The three tourists – two French and a Belgian and three locals who tried to rescue them – died in the incident. Five other French and three Korean nationals survived.

The tourists were all registered and given clearance to climb the volcano by the Pull Development Travel Corp., also known as Pinatubo Development Corp. (PDC), a Korean firm granted permit by the Capas local government to operate a spa and facilitate tourism activities in Barangay Sta. Juliana, the usual starting point for the Pinatubo trek.

Sangalang said his report was “to determine the real circumstances surrounding the alleged drowning and death of three foreign nationals and three Filipinos in the Pinatubo area,” focusing on “how to improve safety procedures and additional training for tourist guides and 4x4 off-road drivers to avoid similar incidents in the future.”

Apart from a rescue team headed by Capas Mayor Reynaldo Catacutan, Sangalang said 54 other residents joined the Army, Air Force and police in the two-day search and rescue operations.
Sangalang cited several testimonies, including those of the surviving foreign tourists, that the weather was indeed fine when they registered with the PDC up to the time they reached the summit of Mt. Pinatubo at around 11 a.m.

No Pagasa warning

He said the Philippine Atmospheric, Geophysical and Astronomical Services Administration did not issue any warning of a weather disturbance in the Mt. Pinatubo area on the day of the tourists’ trek.

“It is concluded that the incident was due to unpredictable/unexpected sudden change of weather condition that resulted in the disaster. However, although nature flows on its own course, disaster/tragedy preparedness and mitigation is always necessary at all times,” Sangalang said in his memorandum.

Meanwhile, Catacutan wrote Philippine Air Force (PAF) chief Lt. Gen. Oscar Rabena to say that he was not blaming the 600th Air Base Wing, which maintained a checkpoint at Crow Valley on the slopes of Mt. Pinatubo in Capas town, for the accident.

“No one is to be blamed since no one would like (that) to happen,” he said.

He said he has even endorsed to the municipal council a resolution commending the PAF rescuers, particularly 1Lt. Eddiemili Layan who was injured during the rescue operations.

Catacutan said he was “probably misquoted” on this. Earlier, he told The STAR that the PAF checkpoint at Crow Valley was the last point to clear tourists going up to Mt. Pinatubo and that PAF personnel there could have prevented the tourists in their trek last Aug. 6.

In his letter, the mayor said he was “saddened” by a statement of Brig. Gen. Alejandro Camagay, chief of the Air Reserve Command of the 600th Air Base Wing at the Clark Freeport, that he had always insisted that tourists be allowed by the PAF to pass through Crow Valley.
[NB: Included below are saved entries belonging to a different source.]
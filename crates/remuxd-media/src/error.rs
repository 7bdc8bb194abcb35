//! Error types for media operations.

use std::path::PathBuf;
use thiserror::Error;

/// Result type for media operations.
pub type MediaResult<T> = Result<T, MediaError>;

/// Errors that can occur while inspecting or remuxing a file.
///
/// All of these are per-file failures: the caller logs them, skips the
/// file, and continues with the rest of the work item.
#[derive(Debug, Error)]
pub enum MediaError {
    #[error("mkvmerge not found in PATH")]
    ToolNotFound,

    #[error("Track inspection failed for {path}: {message}")]
    InspectFailed {
        path: PathBuf,
        message: String,
        stderr: Option<String>,
    },

    #[error("Remux failed for {path}: {message}")]
    RemuxFailed {
        path: PathBuf,
        message: String,
        exit_code: Option<i32>,
    },

    #[error("Failed to replace {path}: {message}")]
    ReplaceFailed { path: PathBuf, message: String },

    #[error("File not found: {0}")]
    FileNotFound(PathBuf),

    #[error("IO error: {0}")]
    Io(#[from] std::io::Error),

    #[error("JSON parse error: {0}")]
    JsonParse(#[from] serde_json::Error),
}

impl MediaError {
    pub fn inspect_failed(
        path: impl Into<PathBuf>,
        message: impl Into<String>,
        stderr: Option<String>,
    ) -> Self {
        Self::InspectFailed {
            path: path.into(),
            message: message.into(),
            stderr,
        }
    }

    pub fn remux_failed(
        path: impl Into<PathBuf>,
        message: impl Into<String>,
        exit_code: Option<i32>,
    ) -> Self {
        Self::RemuxFailed {
            path: path.into(),
            message: message.into(),
            exit_code,
        }
    }

    pub fn replace_failed(path: impl Into<PathBuf>, message: impl Into<String>) -> Self {
        Self::ReplaceFailed {
            path: path.into(),
            message: message.into(),
        }
    }
}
“Anyone in his right mind would not get angry if the tourists will be stopped for good reason such as a military exercise or inclement weather. Besides we coordinate with them if such an exercise is taking place or if the weather condition is squally,” he said.

Catacutan also denied Camagay’s claim that he had been namedropping President Arroyo and Defense Secretary Gilbert Teodoro as his wedding sponsors.

“Never and not even in a single instance that I bragged about my close and personal affiliations with them. I respect them so much within the truest sense of the word and would not dare to use their well revered names for my personal insinuations of influence,” he said.

Earlier, the Department of Tourism in Central Luzon said the new route taken by the tourists on the slopes of Mt. Pinatubo were put up by the PDC without a permit from government agencies and that government volcanologists would have been against it.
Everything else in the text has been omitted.